**What you are asked to do**
Copy exactly the lines from the start of the data below through the one that carries "executed before measurement.", and only those.

Records from a data source
******
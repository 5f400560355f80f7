//! Per-party trace records as written by the benchmark binaries.
use serde::{Deserialize, Serialize};

use crate::protocol::Party;

/// The header of a trace record, identifying which run it belongs to.
#[derive(Debug, Clone, PartialEq, Eq, Serialize, Deserialize)]
pub struct Details {
    /// The number of iterations executed before measurement.
    #[serde(rename = "D")]
    pub depth: u32,
    /// The id of the party that wrote the record.
    pub pid: u32,
    /// The number of graph nodes.
    pub nodes: u64,
    /// Total size of the graph (nodes plus directed edges), if recorded.
    #[serde(default, skip_serializing_if = "Option::is_none")]
    pub size: Option<u64>,
    /// Number of layers of the reference protocol input, if recorded.
    #[serde(default, skip_serializing_if = "Option::is_none")]
    pub layers: Option<u64>,
    /// Number of repetitions the benchmark was configured with, if recorded.
    #[serde(default, skip_serializing_if = "Option::is_none")]
    pub repeat: Option<u32>,
    /// Number of worker threads, if recorded.
    #[serde(default, skip_serializing_if = "Option::is_none")]
    pub threads: Option<u32>,
    /// Ring bit-width used by the run, if recorded.
    #[serde(default, skip_serializing_if = "Option::is_none")]
    pub nmbr_bits: Option<u32>,
}

/// Measurements of one phase in one repetition.
#[derive(Debug, Clone, PartialEq, Serialize, Deserialize)]
pub struct PhaseSample {
    /// Bytes sent, one entry per message class.
    pub communication: Vec<u64>,
    /// Wall-clock time in milliseconds.
    pub time: f64,
}

impl PhaseSample {
    /// Total bytes sent in this phase, or `None` if the sum does not fit in a `u64`.
    pub fn total_communication(&self) -> Option<u64> {
        self.communication
            .iter()
            .try_fold(0u64, |total, &bytes| total.checked_add(bytes))
    }
}

/// Process statistics of a run.
#[derive(Debug, Clone, PartialEq, Eq, Serialize, Deserialize)]
pub struct Stats {
    /// Peak virtual memory of the process in bytes.
    pub peak_virtual_memory: u64,
    /// Peak resident set size in bytes, if recorded.
    #[serde(default, skip_serializing_if = "Option::is_none")]
    pub peak_resident_set_size: Option<u64>,
}

/// One party's measurements for one protocol, configuration and depth.
#[derive(Debug, Clone, PartialEq, Serialize, Deserialize)]
pub struct TraceRecord {
    /// Identity of the run.
    pub details: Details,
    /// Preprocessing samples, one per repetition.
    pub benchmarks_pre: Vec<PhaseSample>,
    /// Online samples, one per repetition.
    pub benchmarks: Vec<PhaseSample>,
    /// Process statistics.
    pub stats: Stats,
}

impl TraceRecord {
    /// The number of repetitions of this run.
    pub fn repetitions(&self) -> usize {
        self.benchmarks.len()
    }

    /// Checks that the record was written by `party` at `depth` and is internally consistent.
    pub fn check_identity(&self, party: Party, depth: u32) -> Result<(), SchemaViolation> {
        if self.details.pid != party.pid() {
            return Err(SchemaViolation::PartyId {
                expected: party,
                actual: self.details.pid,
            });
        }
        if self.details.depth != depth {
            return Err(SchemaViolation::Depth {
                party,
                expected: depth,
                actual: self.details.depth,
            });
        }
        self.check_repetitions(party)
    }

    pub(crate) fn check_repetitions(&self, party: Party) -> Result<(), SchemaViolation> {
        if self.benchmarks_pre.len() != self.benchmarks.len() {
            return Err(SchemaViolation::PhaseRepetitions {
                party,
                preprocessing: self.benchmarks_pre.len(),
                online: self.benchmarks.len(),
            });
        }
        if self.benchmarks.is_empty() {
            return Err(SchemaViolation::NoRepetitions { party });
        }
        if self.details.nodes == 0 {
            return Err(SchemaViolation::EmptyGraph { party });
        }
        let samples = self.benchmarks_pre.iter().zip(&self.benchmarks);
        for (repetition, (pre, online)) in samples.enumerate() {
            // also rejects NaN
            if !(pre.time >= 0.0 && online.time >= 0.0) {
                return Err(SchemaViolation::NegativeTime { party, repetition });
            }
        }
        Ok(())
    }

    /// Checks the optional header fields against the configuration the record is analyzed
    /// under. Fields the benchmark did not record are accepted.
    pub fn check_header(
        &self,
        party: Party,
        expected: &ExpectedHeader,
    ) -> Result<(), SchemaViolation> {
        let fields = [
            ("size", self.details.size, expected.total_size),
            ("layers", self.details.layers, expected.layers),
            (
                "nmbr_bits",
                self.details.nmbr_bits.map(u64::from),
                expected.ring_bits.map(u64::from),
            ),
        ];
        for (field, recorded, expected) in fields {
            match (recorded, expected) {
                (Some(actual), Some(expected)) if actual != expected => {
                    return Err(SchemaViolation::HeaderMismatch {
                        party,
                        field,
                        expected,
                        actual,
                    });
                }
                _ => {}
            }
        }
        Ok(())
    }
}

/// Header values a record must agree with when it states them.
#[derive(Debug, Clone, Copy, Default, PartialEq, Eq)]
pub struct ExpectedHeader {
    /// Total size of the graph.
    pub total_size: Option<u64>,
    /// Number of layers of the reference protocol input.
    pub layers: Option<u64>,
    /// Ring bit-width.
    pub ring_bits: Option<u32>,
}

/// A record's header does not match the identity expected for its slot.
///
/// This indicates a corrupted or mismatched benchmark run and aborts the analysis of the
/// affected configuration.
#[derive(Debug, Clone, PartialEq, Eq, thiserror::Error)]
pub enum SchemaViolation {
    /// The record was written by a different party than the file belongs to.
    #[error("expected a record of party {expected}, found pid {actual}")]
    PartyId {
        /// The party the file belongs to.
        expected: Party,
        /// The pid stored in the record.
        actual: u32,
    },
    /// The record's depth does not match its position in the sweep.
    #[error("record of {party} has depth {actual}, expected depth {expected}")]
    Depth {
        /// The party the record belongs to.
        party: Party,
        /// The depth implied by the file name or line.
        expected: u32,
        /// The depth stored in the record.
        actual: u32,
    },
    /// Records that describe the same configuration disagree on the number of nodes.
    #[error("node count mismatch: expected {expected} nodes, {party} reports {actual}")]
    NodeCount {
        /// The party (or first party of a sibling record) reporting the deviating count.
        party: Party,
        /// The node count of the reference sibling.
        expected: u64,
        /// The deviating node count.
        actual: u64,
    },
    /// The record has a different number of preprocessing and online samples.
    #[error("{party} recorded {preprocessing} preprocessing but {online} online repetitions")]
    PhaseRepetitions {
        /// The party the record belongs to.
        party: Party,
        /// Number of preprocessing samples.
        preprocessing: usize,
        /// Number of online samples.
        online: usize,
    },
    /// Sibling records have a different number of repetitions.
    #[error("{party} recorded {actual} repetitions, the helper recorded {expected}")]
    SiblingRepetitions {
        /// The party with the deviating repetition count.
        party: Party,
        /// The helper's repetition count.
        expected: usize,
        /// The deviating repetition count.
        actual: usize,
    },
    /// The record contains no repetition at all.
    #[error("record of {party} contains no repetitions")]
    NoRepetitions {
        /// The party the record belongs to.
        party: Party,
    },
    /// The record claims a graph without nodes.
    #[error("record of {party} reports a graph without nodes")]
    EmptyGraph {
        /// The party the record belongs to.
        party: Party,
    },
    /// Sibling configurations at different depths disagree on the number of nodes.
    #[error(
        "node count changes across depths: {expected} nodes at depth {base_depth}, \
         {actual} at depth {depth}"
    )]
    DepthNodeCount {
        /// The depth of the reference configuration.
        base_depth: u32,
        /// The node count at the reference depth.
        expected: u64,
        /// The depth of the deviating configuration.
        depth: u32,
        /// The deviating node count.
        actual: u64,
    },
    /// The number of depth slots does not match the depths needed for differencing.
    #[error("expected configurations at {expected} depths, got {actual}")]
    DepthSlots {
        /// The number of differencing depths of the family.
        expected: usize,
        /// The number of supplied configurations.
        actual: usize,
    },
    /// A prediction was made for a different graph than the one that was measured.
    #[error("prediction is for {expected} nodes, but {actual} nodes were measured")]
    PredictionNodeCount {
        /// The node count of the prediction.
        expected: u64,
        /// The measured node count.
        actual: u64,
    },
    /// A configuration was supplied for a different depth than the slot it was supplied for.
    #[error("configuration for depth {actual} supplied where depth {expected} was required")]
    MisplacedDepth {
        /// The depth of the slot.
        expected: u32,
        /// The depth of the supplied configuration.
        actual: u32,
    },
    /// A repetition reports a negative (or NaN) running time.
    #[error("{party} reports a negative time in repetition {repetition}")]
    NegativeTime {
        /// The party the record belongs to.
        party: Party,
        /// The index of the offending repetition.
        repetition: usize,
    },
    /// A recorded header field disagrees with the configuration under analysis.
    #[error("{party} recorded {field} = {actual}, expected {expected}")]
    HeaderMismatch {
        /// The party the record belongs to.
        party: Party,
        /// The name of the header field.
        field: &'static str,
        /// The configured value.
        expected: u64,
        /// The recorded value.
        actual: u64,
    },
    /// The three party files of a run hold different numbers of records.
    #[error("trace file of {party} ends after {actual} records, its siblings hold {expected}")]
    PartyFileLength {
        /// The party whose file is short.
        party: Party,
        /// The number of records in the longest sibling file.
        expected: usize,
        /// The number of records in this party's file.
        actual: usize,
    },
}

#[cfg(test)]
mod tests {
    use super::*;

    const LINE: &str = r#"{"details":{"pid":1,"threads":6,"seeds_h":200,"seeds_l":200,"repeat":2,"nodes":61,"size":1301,"nmbr_bits":32,"D":3},"benchmarks_pre":[{"communication":[0,0],"time":12.5},{"communication":[0,0],"time":11.0}],"benchmarks":[{"communication":[400,24],"time":31.0},{"communication":[400,24],"time":30.0}],"stats":{"peak_virtual_memory":1048576,"peak_resident_set_size":4096}}"#;

    #[test]
    fn parses_benchmark_output() {
        let record: TraceRecord = serde_json::from_str(LINE).unwrap();
        assert_eq!(record.details.depth, 3);
        assert_eq!(record.details.pid, 1);
        assert_eq!(record.details.nodes, 61);
        assert_eq!(record.details.size, Some(1301));
        assert_eq!(record.details.layers, None);
        assert_eq!(record.repetitions(), 2);
        assert_eq!(record.benchmarks[0].total_communication(), Some(424));
        assert_eq!(record.stats.peak_virtual_memory, 1048576);
        assert!(record.check_identity(Party::P1, 3).is_ok());
    }

    #[test]
    fn identity_mismatches_are_schema_violations() {
        let record: TraceRecord = serde_json::from_str(LINE).unwrap();
        assert_eq!(
            record.check_identity(Party::P2, 3),
            Err(SchemaViolation::PartyId {
                expected: Party::P2,
                actual: 1
            })
        );
        assert_eq!(
            record.check_identity(Party::P1, 2),
            Err(SchemaViolation::Depth {
                party: Party::P1,
                expected: 2,
                actual: 3
            })
        );
    }

    #[test]
    fn misaligned_repetitions_are_rejected() {
        let mut record: TraceRecord = serde_json::from_str(LINE).unwrap();
        record.benchmarks.pop();
        assert!(matches!(
            record.check_identity(Party::P1, 3),
            Err(SchemaViolation::PhaseRepetitions {
                preprocessing: 2,
                online: 1,
                ..
            })
        ));
    }

    #[test]
    fn communication_sum_overflow_is_detected() {
        let sample = PhaseSample {
            communication: vec![u64::MAX, 1],
            time: 1.0,
        };
        assert_eq!(sample.total_communication(), None);
        let sample = PhaseSample {
            communication: vec![u64::MAX - 1, 1],
            time: 1.0,
        };
        assert_eq!(sample.total_communication(), Some(u64::MAX));
    }

    #[test]
    fn negative_times_are_rejected() {
        let mut record: TraceRecord = serde_json::from_str(LINE).unwrap();
        record.benchmarks[1].time = -0.5;
        assert_eq!(
            record.check_identity(Party::P1, 3),
            Err(SchemaViolation::NegativeTime {
                party: Party::P1,
                repetition: 1
            })
        );
        record.benchmarks[1].time = 0.0;
        record.benchmarks_pre[0].time = f64::NAN;
        assert!(matches!(
            record.check_identity(Party::P1, 3),
            Err(SchemaViolation::NegativeTime { repetition: 0, .. })
        ));
    }

    #[test]
    fn recorded_header_fields_are_cross_checked() {
        let record: TraceRecord = serde_json::from_str(LINE).unwrap();
        let matching = ExpectedHeader {
            total_size: Some(1301),
            layers: Some(3),
            ring_bits: Some(32),
        };
        // layers are not recorded, so any configured value is accepted
        assert!(record.check_header(Party::P1, &matching).is_ok());
        assert!(record.check_header(Party::P1, &ExpectedHeader::default()).is_ok());
        assert_eq!(
            record.check_header(
                Party::P1,
                &ExpectedHeader {
                    ring_bits: Some(64),
                    ..matching
                }
            ),
            Err(SchemaViolation::HeaderMismatch {
                party: Party::P1,
                field: "nmbr_bits",
                expected: 64,
                actual: 32
            })
        );
        assert!(matches!(
            record.check_header(
                Party::P1,
                &ExpectedHeader {
                    total_size: Some(1300),
                    ..matching
                }
            ),
            Err(SchemaViolation::HeaderMismatch { field: "size", .. })
        ));
    }
}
******
**Answer section**
repository 5f400560355f80f7
//! Per-party trace records as written by the benchmark binaries.
use serde::{Deserialize, Serialize};

use crate::protocol::Party;

/// The header of a trace record, identifying which run it belongs to.
#[derive(Debug, Clone, PartialEq, Eq, Serialize, Deserialize)]
pub struct Details {
    /// The number of iterations executed before measurement.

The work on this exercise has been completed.